## Data records
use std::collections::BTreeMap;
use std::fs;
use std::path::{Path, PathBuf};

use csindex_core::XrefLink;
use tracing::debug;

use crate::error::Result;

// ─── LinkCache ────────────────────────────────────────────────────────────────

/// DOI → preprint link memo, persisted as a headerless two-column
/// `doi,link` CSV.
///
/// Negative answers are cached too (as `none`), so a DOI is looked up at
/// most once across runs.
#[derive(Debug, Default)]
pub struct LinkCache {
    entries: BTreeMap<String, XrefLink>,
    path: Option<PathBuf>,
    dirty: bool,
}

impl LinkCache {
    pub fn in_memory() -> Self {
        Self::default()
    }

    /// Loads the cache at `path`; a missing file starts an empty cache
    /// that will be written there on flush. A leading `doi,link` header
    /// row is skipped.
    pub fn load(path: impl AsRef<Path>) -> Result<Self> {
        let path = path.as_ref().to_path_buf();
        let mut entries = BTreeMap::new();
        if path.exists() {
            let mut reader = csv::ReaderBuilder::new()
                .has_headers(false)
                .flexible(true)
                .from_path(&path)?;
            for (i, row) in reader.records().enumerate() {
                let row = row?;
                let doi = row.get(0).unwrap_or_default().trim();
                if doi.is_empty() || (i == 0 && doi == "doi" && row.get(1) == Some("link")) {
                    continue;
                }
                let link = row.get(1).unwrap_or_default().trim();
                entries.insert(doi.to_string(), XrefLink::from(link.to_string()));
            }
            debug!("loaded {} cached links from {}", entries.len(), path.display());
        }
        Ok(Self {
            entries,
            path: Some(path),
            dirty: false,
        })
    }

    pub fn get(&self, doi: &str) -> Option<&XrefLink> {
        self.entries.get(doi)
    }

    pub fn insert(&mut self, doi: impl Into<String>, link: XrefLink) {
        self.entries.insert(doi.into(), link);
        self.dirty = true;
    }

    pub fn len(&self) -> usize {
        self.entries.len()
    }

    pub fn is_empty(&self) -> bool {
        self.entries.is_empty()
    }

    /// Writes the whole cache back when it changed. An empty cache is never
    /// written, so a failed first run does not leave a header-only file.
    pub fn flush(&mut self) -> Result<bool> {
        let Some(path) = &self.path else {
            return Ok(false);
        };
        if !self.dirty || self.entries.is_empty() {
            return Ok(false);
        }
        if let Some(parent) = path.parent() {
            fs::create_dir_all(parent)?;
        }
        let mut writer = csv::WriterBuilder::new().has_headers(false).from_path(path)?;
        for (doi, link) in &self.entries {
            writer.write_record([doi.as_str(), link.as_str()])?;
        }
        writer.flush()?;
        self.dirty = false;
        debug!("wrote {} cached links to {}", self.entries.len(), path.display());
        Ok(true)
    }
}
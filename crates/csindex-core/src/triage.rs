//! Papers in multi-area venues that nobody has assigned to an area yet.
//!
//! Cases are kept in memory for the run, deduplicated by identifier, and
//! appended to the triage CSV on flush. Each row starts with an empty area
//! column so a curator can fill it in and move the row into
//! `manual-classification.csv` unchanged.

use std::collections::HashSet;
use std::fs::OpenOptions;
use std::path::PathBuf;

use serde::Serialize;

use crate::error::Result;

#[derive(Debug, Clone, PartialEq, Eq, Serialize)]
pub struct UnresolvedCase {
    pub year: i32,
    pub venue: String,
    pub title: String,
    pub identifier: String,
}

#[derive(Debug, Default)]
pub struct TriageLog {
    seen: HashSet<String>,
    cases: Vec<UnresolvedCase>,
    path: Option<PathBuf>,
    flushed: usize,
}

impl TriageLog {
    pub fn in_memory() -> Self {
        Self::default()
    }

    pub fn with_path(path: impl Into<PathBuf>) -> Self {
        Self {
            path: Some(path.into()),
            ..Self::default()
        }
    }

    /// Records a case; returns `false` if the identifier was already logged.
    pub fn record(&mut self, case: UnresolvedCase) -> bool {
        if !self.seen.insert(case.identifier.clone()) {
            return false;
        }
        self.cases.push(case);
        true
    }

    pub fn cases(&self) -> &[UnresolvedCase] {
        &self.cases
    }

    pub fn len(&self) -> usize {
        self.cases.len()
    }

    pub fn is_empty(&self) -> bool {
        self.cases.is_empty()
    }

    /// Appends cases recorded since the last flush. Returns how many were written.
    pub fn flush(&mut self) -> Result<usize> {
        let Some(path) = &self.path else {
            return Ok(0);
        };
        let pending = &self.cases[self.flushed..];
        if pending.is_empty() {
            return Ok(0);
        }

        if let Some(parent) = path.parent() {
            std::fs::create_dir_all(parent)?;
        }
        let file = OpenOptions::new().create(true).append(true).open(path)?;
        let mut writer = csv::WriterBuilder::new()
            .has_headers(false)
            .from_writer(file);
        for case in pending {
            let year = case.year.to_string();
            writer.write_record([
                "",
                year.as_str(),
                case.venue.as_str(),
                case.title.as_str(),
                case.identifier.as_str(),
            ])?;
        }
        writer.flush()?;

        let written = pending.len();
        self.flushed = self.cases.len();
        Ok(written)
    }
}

## EXERCISE INSTRUCTIONS
Your task is to gather all lines from the entries above that hold the word "area".

## EXERCISE OUTPUT
//! Papers in multi-area venues that nobody has assigned to an area yet.
//! appended to the triage CSV on flush. Each row starts with an empty area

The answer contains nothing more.